Getzmann Jonas M, Nulle Kitija, Mennini Cinzia, Viglino Umberto, Serpi Francesca, Albano Domenico, Messina Carmelo, Fusco Stefano, Gitto Salvatore, Sconfienza Luca Maria
IRCCS Istituto Ortopedico Galeazzi, Milan, Italy.
Radiology Department, Riga East Clinical University Hospital, Riga, Latvia.
Insights Imaging. 2025 Aug 9;16(1):173. doi: 10.1186/s13244-025-02046-x.
To analyze the methodological quality of studies on deep learning (DL) in rib fracture imaging with the Must AI Criteria-10 (MAIC-10) checklist, and to report insights and experiences regarding the applicability of the MAIC-10 checklist.

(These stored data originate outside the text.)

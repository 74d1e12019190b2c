//! Throttled discovery of candidate probes.

use std::sync::{Arc, Mutex};
use std::time::Duration;

use indexmap::IndexMap;
use log::{debug, warn};
use tokio::spawn;
use tokio::sync::mpsc;
use tokio::time::{self, Instant};
use tokio_util::sync::CancellationToken;

use crate::config::ScanFilter;
use crate::device::types::{Device, ScanEvent};
use crate::error::SensorError;
use crate::transport::{DiscoveredDevice, Transport};

#[derive(Debug, Clone, Copy, PartialEq, Eq)]
enum Phase {
    Idle,
    Starting,
    Scanning,
    Stopping,
}

struct ScanState {
    phase: Phase,
    cooldown_until: Option<Instant>,
    devices: IndexMap<String, Device>,
    cancel: Option<CancellationToken>,
}

struct ScanInner {
    transport: Arc<dyn Transport>,
    filter: ScanFilter,
    timeout: Duration,
    cooldown: Duration,
    state: Mutex<ScanState>,
}

#[derive(Clone)]
pub(crate) struct ScanController {
    inner: Arc<ScanInner>,
}

impl ScanController {
    pub fn new(
        transport: Arc<dyn Transport>,
        filter: ScanFilter,
        timeout: Duration,
        cooldown: Duration,
    ) -> Self {
        ScanController {
            inner: Arc::new(ScanInner {
                transport,
                filter,
                timeout,
                cooldown,
                state: Mutex::new(ScanState {
                    phase: Phase::Idle,
                    cooldown_until: None,
                    devices: IndexMap::new(),
                    cancel: None,
                }),
            }),
        }
    }

    /// Starts a scan with the configured filter and timeout. `connected`
    /// seeds the known-set, so devices that are connected right now survive
    /// scan restarts.
    pub async fn start(&self, connected: Vec<Device>) -> Result<mpsc::Receiver<ScanEvent>, SensorError> {
        self.start_with(self.inner.filter.clone(), self.inner.timeout, connected).await
    }

    pub async fn start_with(
        &self,
        filter: ScanFilter,
        timeout: Duration,
        connected: Vec<Device>,
    ) -> Result<mpsc::Receiver<ScanEvent>, SensorError> {
        let inner = &self.inner;
        let cancel = {
            let mut state = inner.state.lock().unwrap();
            if state.phase != Phase::Idle {
                return Err(SensorError::Busy(String::from("a scan is already active")));
            }
            if let Some(until) = state.cooldown_until {
                if Instant::now() < until {
                    return Err(SensorError::Busy(String::from("scan cooldown has not elapsed yet")));
                }
            }
            state.phase = Phase::Starting;
            state.devices.clear();
            for device in connected {
                state.devices.insert(device.mac.clone(), device);
            }
            let cancel = CancellationToken::new();
            state.cancel = Some(cancel.clone());
            cancel
        };

        let stream = match inner.transport.start_scan(&filter).await {
            Ok(v) => v,
            Err(source) => {
                let mut state = inner.state.lock().unwrap();
                state.phase = Phase::Idle;
                state.cancel = None;
                return Err(SensorError::Transport { source });
            }
        };
        inner.state.lock().unwrap().phase = Phase::Scanning;

        let (tx, rx) = mpsc::channel(64);
        let _ = tx.try_send(ScanEvent::Started);

        let task_inner = Arc::clone(inner);
        spawn(run_scan(task_inner, stream, tx, filter, timeout, cancel));

        Ok(rx)
    }

    /// Cancels a running scan. The cooldown starts once the scan has wound
    /// down; stopping an idle controller does nothing.
    pub fn stop(&self) {
        let cancel = {
            let state = self.inner.state.lock().unwrap();
            match state.phase {
                Phase::Starting | Phase::Scanning => state.cancel.clone(),
                Phase::Idle | Phase::Stopping => None,
            }
        };
        if let Some(cancel) = cancel {
            cancel.cancel();
        }
    }

    /// Snapshot of the known-set, freshest rssi per device.
    pub fn devices(&self) -> Vec<Device> {
        self.inner.state.lock().unwrap().devices.values().cloned().collect()
    }
}

async fn run_scan(
    inner: Arc<ScanInner>,
    mut stream: mpsc::Receiver<DiscoveredDevice>,
    tx: mpsc::Sender<ScanEvent>,
    filter: ScanFilter,
    timeout: Duration,
    cancel: CancellationToken,
) {
    let deadline = Instant::now() + timeout;

    loop {
        tokio::select! {
            _ = cancel.cancelled() => break,
            _ = time::sleep_until(deadline) => break,
            discovered = stream.recv() => match discovered {
                Some(discovered) => {
                    // backends may ignore parts of the filter, so every
                    // filter is checked again here
                    if !filter_matches(&filter, &discovered) {
                        continue;
                    }
                    let device = Device::from(&discovered);
                    let first_sighting = {
                        let mut state = inner.state.lock().unwrap();
                        match state.devices.get_mut(&device.mac) {
                            Some(known) => {
                                // most recent advertisement wins
                                known.rssi = device.rssi;
                                known.name = device.name.clone();
                                false
                            }
                            None => {
                                state.devices.insert(device.mac.clone(), device.clone());
                                true
                            }
                        }
                    };
                    if first_sighting {
                        debug!("Discovered {} ({}) rssi {}", device.mac, device.name, device.rssi);
                        if tx.send(ScanEvent::Discovered(device)).await.is_err() {
                            break;
                        }
                    }
                },
                None => break,
            },
        }
    }

    inner.state.lock().unwrap().phase = Phase::Stopping;
    if let Err(err) = inner.transport.stop_scan().await {
        warn!("Stopping scan reported: {}", err);
    }
    {
        let mut state = inner.state.lock().unwrap();
        state.phase = Phase::Idle;
        state.cancel = None;
        state.cooldown_until = Some(Instant::now() + inner.cooldown);
    }
    let _ = tx.send(ScanEvent::Ended).await;
}

/// All populated filters must pass (AND semantics).
fn filter_matches(filter: &ScanFilter, device: &DiscoveredDevice) -> bool {
    if !filter.services.is_empty()
        && !device.services.iter().any(|s| filter.services.contains(s))
    {
        return false;
    }
    if filter.names_enabled && !filter.names.iter().any(|n| n == &device.name) {
        return false;
    }
    if let Some(mac) = &filter.mac {
        if !mac.eq_ignore_ascii_case(&device.mac) {
            return false;
        }
    }
    true
}

#[cfg(test)]
mod tests {
    use super::*;
    use uuid::Uuid;

    fn device(name: &str, mac: &str, services: Vec<Uuid>) -> DiscoveredDevice {
        DiscoveredDevice {
            mac: mac.to_string(),
            name: name.to_string(),
            rssi: -60,
            services,
        }
    }

    fn service() -> Uuid {
        crate::protocol::make_probe_service_uuid()
    }

    #[test]
    fn empty_filter_matches_everything() {
        let filter = ScanFilter::default();
        assert!(filter_matches(&filter, &device("anything", "00:11:22:33:44:55", vec![])));
    }

    #[test]
    fn service_allowlist() {
        let filter = ScanFilter {
            services: vec![service()],
            ..ScanFilter::default()
        };
        assert!(filter_matches(&filter, &device("a", "00:11:22:33:44:55", vec![service()])));
        assert!(!filter_matches(&filter, &device("a", "00:11:22:33:44:55", vec![])));
        assert!(!filter_matches(&filter, &device("a", "00:11:22:33:44:55", vec![Uuid::nil()])));
    }

    #[test]
    fn name_allowlist_only_applies_while_enabled() {
        let mut filter = ScanFilter {
            names: vec![String::from("VTP-30_91000001")],
            names_enabled: false,
            ..ScanFilter::default()
        };
        assert!(filter_matches(&filter, &device("other", "00:11:22:33:44:55", vec![])));

        filter.names_enabled = true;
        assert!(!filter_matches(&filter, &device("other", "00:11:22:33:44:55", vec![])));
        assert!(filter_matches(&filter, &device("VTP-30_91000001", "00:11:22:33:44:55", vec![])));
    }

    #[test]
    fn mac_filter_is_exact_but_case_insensitive() {
        let filter = ScanFilter {
            mac: Some(String::from("C4:64:E3:A0:00:01")),
            ..ScanFilter::default()
        };
        assert!(filter_matches(&filter, &device("a", "c4:64:e3:a0:00:01", vec![])));
        assert!(!filter_matches(&filter, &device("a", "C4:64:E3:A0:00:02", vec![])));
    }

    #[test]
    fn filters_combine_with_and_semantics() {
        let filter = ScanFilter {
            services: vec![service()],
            names: vec![String::from("VTP-30_91000001")],
            names_enabled: true,
            mac: Some(String::from("C4:64:E3:A0:00:01")),
        };
        let good = device("VTP-30_91000001", "C4:64:E3:A0:00:01", vec![service()]);
        assert!(filter_matches(&filter, &good));

        let mut wrong_name = good.clone();
        wrong_name.name = String::from("VTP-30_91000002");
        assert!(!filter_matches(&filter, &wrong_name));

        let mut wrong_mac = good.clone();
        wrong_mac.mac = String::from("C4:64:E3:A0:00:02");
        assert!(!filter_matches(&filter, &wrong_mac));

        let mut wrong_service = good;
        wrong_service.services.clear();
        assert!(!filter_matches(&filter, &wrong_service));
    }
}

An electronic literature search was conducted on the PubMed database. After selection of articles, three radiologists independently rated the articles according to MAIC-10. Differences of the MAIC-10 score for each checklist item were assessed using the Fleiss' kappa coefficient.
A total of 25 original articles discussing DL applications in rib fracture imaging were identified. Most studies focused on fracture detection (n = 21, 84%). In most of the research papers, internal cross-validation of the dataset was performed (n = 16, 64%), while only six studies (24%) conducted external validation. The mean MAIC-10 score of the 25 studies was 5.63 (SD, 1.84; range 1-8), with the item "clinical need" being reported most consistently (100%) and the item "study design" being most frequently reported incompletely (94.8%). The average inter-rater agreement for the MAIC-10 score was 0.771.
The MAIC-10 checklist is a valid tool for assessing the quality of AI research in medical imaging with good inter-rater agreement. With regard to rib fracture imaging, items such as "study design", "explainability", and "transparency" were often not comprehensively addressed.
AI in medical imaging has become increasingly common. Therefore, quality control systems of published literature such as the MAIC-10 checklist are needed to ensure high quality research output.
Quality control systems are needed for research on AI in medical imaging. The MAIC-10 checklist is a valid tool to assess AI in medical imaging research quality. Checklist items such as "study design", "explainability", and "transparency" are frequently addressed incomprehensively.
使用Must AI标准10(MAIC - 10)清单分析肋骨骨折成像深度学习(DL)研究的方法学质量,并报告有关MAIC - 10清单适用性的见解和经验。
在PubMed数据库进行电子文献检索。文章筛选后,三名放射科医生根据MAIC - 10独立对文章进行评分。使用Fleiss' kappa系数评估每个清单项目的MAIC - 10评分差异。
共识别出25篇讨论DL在肋骨骨折成像中应用的原创文章。大多数研究聚焦于骨折检测(n = 21,84%)。在大多数研究论文中,对数据集进行了内部交叉验证(n = 16,64%),而只有六项研究(24%)进行了外部验证。25项研究的MAIC - 10平均评分为5.63(标准差,1.84;范围1 - 8),其中“临床需求”项目报告最为一致(100%),“研究设计”项目报告不完整的情况最为频繁(94.8%)。MAIC - 10评分的平均评分者间一致性为0.771。
MAIC - 10清单是评估医学成像中人工智能研究质量的有效工具,评分者间一致性良好。关于肋骨骨折成像,“研究设计”“可解释性”和“透明度”等项目往往未得到全面解决。
医学成像中的人工智能已越来越普遍。因此,需要诸如MAIC - 10清单这样的已发表文献质量控制系统来确保高质量的研究成果。
医学成像中人工智能研究需要质量控制系统。MAIC - 10清单是评估医学成像人工智能研究质量的有效工具。“研究设计”“可解释性”和“透明度”等清单项目经常未得到全面解决。